DATA FOR REVIEW:
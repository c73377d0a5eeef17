//! Normalizes raw source geometries into canonical [`Geometry`] values.
//!
//! Handles both geometry shape repair (ring closing, duplicate-vertex
//! removal) and CRS normalization (WGS84 degrees → state-plane feet).
//! Everything here is pure: a raw record either becomes a valid canonical
//! geometry or a [`NormalizeError`] explaining why it was rejected.

use geo::{Coord, LineString, MultiPolygon, Point, Polygon};

use crate::{Geometry, NormalizeError, SourceCrs, projection};

/// Guard envelope for WGS84 input, `[lon, lat]` degrees.
///
/// Generously covers the five boroughs; anything outside is treated as
/// corrupt source data rather than silently loaded.
const WGS84_ENVELOPE: ((f64, f64), (f64, f64)) = ((-74.5, 40.3), (-73.4, 41.1));

/// Guard envelope for canonical input, state-plane feet.
const STATE_PLANE_ENVELOPE: ((f64, f64), (f64, f64)) =
    ((800_000.0, 30_000.0), (1_200_000.0, 350_000.0));

/// Consecutive vertices closer than this (canonical feet) collapse to one.
const DEDUP_TOLERANCE_FT: f64 = 0.01;

/// Ring endpoints within this distance (canonical feet) auto-close;
/// farther apart, the ring is rejected as unclosed.
const CLOSE_TOLERANCE_FT: f64 = 1.0;

/// Raw coordinate data extracted from a source record, before any
/// validation or reprojection.
///
/// This is the adapter seam: each source format contributes a conversion
/// into `RawGeometry` (currently `GeoJSON` via [`RawGeometry::from_geojson`])
/// and everything downstream is format-agnostic.
#[derive(Debug, Clone, PartialEq)]
pub enum RawGeometry {
    /// A single position.
    Point([f64; 2]),
    /// Rings of positions; first ring is the exterior, the rest are holes.
    Polygon(Vec<Vec<[f64; 2]>>),
    /// One set of rings per member polygon.
    MultiPolygon(Vec<Vec<Vec<[f64; 2]>>>),
}

impl RawGeometry {
    /// Extracts raw coordinates from a `GeoJSON` geometry.
    ///
    /// # Errors
    ///
    /// Returns [`NormalizeError::UnsupportedGeometry`] for geometry types
    /// the engine does not model (lines, multipoints, collections) and
    /// [`NormalizeError::Empty`] for malformed positions.
    pub fn from_geojson(geometry: &geojson::Geometry) -> Result<Self, NormalizeError> {
        use geojson::Value;

        match &geometry.value {
            Value::Point(position) => Ok(Self::Point(position_to_pair(position)?)),
            Value::Polygon(rings) => Ok(Self::Polygon(rings_to_pairs(rings)?)),
            Value::MultiPolygon(polygons) => Ok(Self::MultiPolygon(
                polygons
                    .iter()
                    .map(|rings| rings_to_pairs(rings))
                    .collect::<Result<_, _>>()?,
            )),
            other => Err(NormalizeError::UnsupportedGeometry {
                kind: other.type_name().to_string(),
            }),
        }
    }
}

fn position_to_pair(position: &[f64]) -> Result<[f64; 2], NormalizeError> {
    if position.len() < 2 {
        return Err(NormalizeError::Empty);
    }
    // Trailing altitude values are dropped.
    Ok([position[0], position[1]])
}

fn rings_to_pairs(rings: &[Vec<Vec<f64>>]) -> Result<Vec<Vec<[f64; 2]>>, NormalizeError> {
    if rings.is_empty() {
        return Err(NormalizeError::Empty);
    }
    rings
        .iter()
        .map(|ring| ring.iter().map(|p| position_to_pair(p)).collect())
        .collect()
}

/// Normalizes a raw geometry into the canonical CRS.
///
/// Validates coordinates against the NYC guard envelope, reprojects WGS84
/// input to state-plane feet, removes consecutive duplicate vertices,
/// auto-closes rings within tolerance, and rejects degenerate or
/// self-intersecting rings. Normalizing an already-canonical output again
/// (with [`SourceCrs::StatePlane`]) is a no-op.
///
/// # Errors
///
/// Returns a [`NormalizeError`] describing the first violation found.
pub fn normalize(raw: &RawGeometry, source_crs: SourceCrs) -> Result<Geometry, NormalizeError> {
    match raw {
        RawGeometry::Point(position) => {
            let [x, y] = to_canonical(*position, source_crs)?;
            Ok(Geometry::Point(Point::new(x, y)))
        }
        RawGeometry::Polygon(rings) => Ok(Geometry::Polygon(normalize_polygon(rings, source_crs)?)),
        RawGeometry::MultiPolygon(polygons) => {
            if polygons.is_empty() {
                return Err(NormalizeError::Empty);
            }
            let members = polygons
                .iter()
                .map(|rings| normalize_polygon(rings, source_crs))
                .collect::<Result<Vec<_>, _>>()?;
            Ok(Geometry::MultiPolygon(MultiPolygon(members)))
        }
    }
}

fn normalize_polygon(
    rings: &[Vec<[f64; 2]>],
    source_crs: SourceCrs,
) -> Result<Polygon<f64>, NormalizeError> {
    let Some((exterior, interiors)) = rings.split_first() else {
        return Err(NormalizeError::Empty);
    };

    let exterior = normalize_ring(exterior, source_crs)?;
    let interiors = interiors
        .iter()
        .map(|ring| normalize_ring(ring, source_crs))
        .collect::<Result<Vec<_>, _>>()?;

    Ok(Polygon::new(exterior, interiors))
}

/// Normalizes one ring into an open vertex sequence; `Polygon::new`
/// closes the resulting [`LineString`].
fn normalize_ring(
    ring: &[[f64; 2]],
    source_crs: SourceCrs,
) -> Result<LineString<f64>, NormalizeError> {
    if ring.is_empty() {
        return Err(NormalizeError::Empty);
    }

    // Project first so both tolerances apply in canonical feet.
    let mut vertices: Vec<[f64; 2]> = Vec::with_capacity(ring.len());
    for position in ring {
        let projected = to_canonical(*position, source_crs)?;
        // Strip consecutive duplicates as we go.
        if let Some(last) = vertices.last()
            && distance(*last, projected) <= DEDUP_TOLERANCE_FT
        {
            continue;
        }
        vertices.push(projected);
    }

    // Merge the explicit closing vertex (or auto-close a near-closed ring).
    if vertices.len() >= 2 {
        let gap_ft = distance(vertices[0], vertices[vertices.len() - 1]);
        if gap_ft <= CLOSE_TOLERANCE_FT {
            vertices.pop();
        } else {
            return Err(NormalizeError::UnclosedRing { gap_ft });
        }
    }

    if vertices.len() < 3 {
        return Err(NormalizeError::NotEnoughVertices {
            count: vertices.len(),
        });
    }

    if ring_self_intersects(&vertices) {
        return Err(NormalizeError::SelfIntersection);
    }

    Ok(LineString::from(
        vertices
            .into_iter()
            .map(|[x, y]| Coord { x, y })
            .collect::<Vec<_>>(),
    ))
}

/// Validates a source position and projects it into canonical feet.
fn to_canonical(position: [f64; 2], source_crs: SourceCrs) -> Result<[f64; 2], NormalizeError> {
    let [x, y] = position;
    if !x.is_finite() || !y.is_finite() {
        return Err(NormalizeError::NonFiniteCoordinate);
    }

    let envelope = match source_crs {
        SourceCrs::Wgs84 => WGS84_ENVELOPE,
        SourceCrs::StatePlane => STATE_PLANE_ENVELOPE,
    };
    let ((min_x, min_y), (max_x, max_y)) = envelope;
    if x < min_x || x > max_x || y < min_y || y > max_y {
        return Err(NormalizeError::OutOfEnvelope { x, y });
    }

    match source_crs {
        SourceCrs::Wgs84 => {
            let (east, north) = projection::wgs84_to_state_plane(x, y);
            Ok([east, north])
        }
        SourceCrs::StatePlane => Ok([x, y]),
    }
}

fn distance(a: [f64; 2], b: [f64; 2]) -> f64 {
    let dx = a[0] - b[0];
    let dy = a[1] - b[1];
    dx.hypot(dy)
}

/// Cross product orientation of `c` relative to segment `a -> b`.
fn orientation(a: [f64; 2], b: [f64; 2], c: [f64; 2]) -> f64 {
    (b[0] - a[0]).mul_add(c[1] - a[1], -((b[1] - a[1]) * (c[0] - a[0])))
}

/// Whether segments `a1 -> a2` and `b1 -> b2` properly cross (strict
/// crossing; shared endpoints do not count).
fn segments_cross(a1: [f64; 2], a2: [f64; 2], b1: [f64; 2], b2: [f64; 2]) -> bool {
    let d1 = orientation(a1, a2, b1);
    let d2 = orientation(a1, a2, b2);
    let d3 = orientation(b1, b2, a1);
    let d4 = orientation(b1, b2, a2);
    d1 * d2 < 0.0 && d3 * d4 < 0.0
}

/// O(n²) proper-crossing test over a ring given as an open vertex list.
///
/// Adjacent segments (including the closing wrap) share an endpoint and
/// are skipped. Parcel and district rings are small enough that the
/// quadratic scan is not worth replacing with a sweep.
fn ring_self_intersects(vertices: &[[f64; 2]]) -> bool {
    let n = vertices.len();
    for i in 0..n {
        for j in (i + 1)..n {
            if j == i + 1 || (i == 0 && j == n - 1) {
                continue;
            }
            let (a1, a2) = (vertices[i], vertices[(i + 1) % n]);
            let (b1, b2) = (vertices[j], vertices[(j + 1) % n]);
            if segments_cross(a1, a2, b1, b2) {
                return true;
            }
        }
    }
    false
}

#[cfg(test)]
mod tests {
    use super::*;
    use geo::Area;

    /// A unit-ish square in state-plane feet near City Hall.
    fn square_ring() -> Vec<[f64; 2]> {
        vec![
            [980_000.0, 195_000.0],
            [980_100.0, 195_000.0],
            [980_100.0, 195_100.0],
            [980_000.0, 195_100.0],
            [980_000.0, 195_000.0],
        ]
    }

    #[test]
    fn normalizes_closed_square() {
        let raw = RawGeometry::Polygon(vec![square_ring()]);
        let geometry = normalize(&raw, SourceCrs::StatePlane).unwrap();
        let Geometry::Polygon(polygon) = geometry else {
            panic!("expected polygon");
        };
        // geo stores rings closed: 4 vertices + closing duplicate.
        assert_eq!(polygon.exterior().0.len(), 5);
        assert!((polygon.unsigned_area() - 10_000.0).abs() < 1e-6);
    }

    #[test]
    fn auto_closes_ring_within_tolerance() {
        let mut ring = square_ring();
        // Nudge the closing vertex half a foot away from the first.
        let last = ring.last_mut().unwrap();
        last[0] += 0.5;
        let raw = RawGeometry::Polygon(vec![ring]);
        let geometry = normalize(&raw, SourceCrs::StatePlane).unwrap();
        let Geometry::Polygon(polygon) = geometry else {
            panic!("expected polygon");
        };
        assert!(polygon.exterior().is_closed());
    }

    #[test]
    fn rejects_ring_with_wide_gap() {
        let mut ring = square_ring();
        ring.pop(); // drop the closing vertex entirely
        let raw = RawGeometry::Polygon(vec![ring]);
        let err = normalize(&raw, SourceCrs::StatePlane).unwrap_err();
        assert!(matches!(err, NormalizeError::UnclosedRing { gap_ft } if gap_ft > 1.0));
    }

    #[test]
    fn removes_consecutive_duplicate_vertices() {
        let mut ring = square_ring();
        ring.insert(1, [980_000.0, 195_000.0]);
        ring.insert(3, [980_100.000_001, 195_000.0]);
        let raw = RawGeometry::Polygon(vec![ring]);
        let geometry = normalize(&raw, SourceCrs::StatePlane).unwrap();
        let Geometry::Polygon(polygon) = geometry else {
            panic!("expected polygon");
        };
        assert_eq!(polygon.exterior().0.len(), 5);
    }

    #[test]
    fn rejects_degenerate_ring() {
        let raw = RawGeometry::Polygon(vec![vec![
            [980_000.0, 195_000.0],
            [980_100.0, 195_000.0],
            [980_000.0, 195_000.0],
        ]]);
        let err = normalize(&raw, SourceCrs::StatePlane).unwrap_err();
        assert!(matches!(err, NormalizeError::NotEnoughVertices { count: 2 }));
    }

    #[test]
    fn rejects_non_finite_coordinates() {
        let raw = RawGeometry::Point([f64::NAN, 195_000.0]);
        assert_eq!(
            normalize(&raw, SourceCrs::StatePlane),
            Err(NormalizeError::NonFiniteCoordinate)
        );
    }

    #[test]
    fn rejects_coordinates_outside_envelope() {
        // Chicago is not in the five boroughs.
        let raw = RawGeometry::Point([-87.63, 41.88]);
        let err = normalize(&raw, SourceCrs::Wgs84).unwrap_err();
        assert!(matches!(err, NormalizeError::OutOfEnvelope { .. }));
    }

    #[test]
    fn rejects_self_intersecting_bowtie() {
        let raw = RawGeometry::Polygon(vec![vec![
            [980_000.0, 195_000.0],
            [980_100.0, 195_100.0],
            [980_100.0, 195_000.0],
            [980_000.0, 195_100.0],
            [980_000.0, 195_000.0],
        ]]);
        assert_eq!(
            normalize(&raw, SourceCrs::StatePlane),
            Err(NormalizeError::SelfIntersection)
        );
    }

    #[test]
    fn rejects_unsupported_geojson_types() {
        let line = geojson::Geometry::new(geojson::Value::LineString(vec![
            vec![-74.0, 40.7],
            vec![-74.01, 40.71],
        ]));
        let err = RawGeometry::from_geojson(&line).unwrap_err();
        assert!(matches!(err, NormalizeError::UnsupportedGeometry { .. }));
    }

    #[test]
    fn reprojects_wgs84_input_into_canonical_range() {
        let raw = RawGeometry::Point([-74.006, 40.7128]);
        let Geometry::Point(point) = normalize(&raw, SourceCrs::Wgs84).unwrap() else {
            panic!("expected point");
        };
        assert!((900_000.0..=1_050_000.0).contains(&point.x()));
        assert!((150_000.0..=250_000.0).contains(&point.y()));
    }

    #[test]
    fn normalization_is_idempotent_on_canonical_output() {
        let raw = RawGeometry::Polygon(vec![square_ring()]);
        let first = normalize(&raw, SourceCrs::StatePlane).unwrap();

        let Geometry::Polygon(polygon) = &first else {
            panic!("expected polygon");
        };
        let round_trip = RawGeometry::Polygon(vec![
            polygon.exterior().0.iter().map(|c| [c.x, c.y]).collect(),
        ]);
        let second = normalize(&round_trip, SourceCrs::StatePlane).unwrap();
        assert_eq!(first, second);
    }
}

WHAT YOU ARE ASKED TO DO: Whenever the string "degrees" turns up in a line of the material, that line counts; say how many such lines there are, giving the number only.

COMPLETED TASK: 2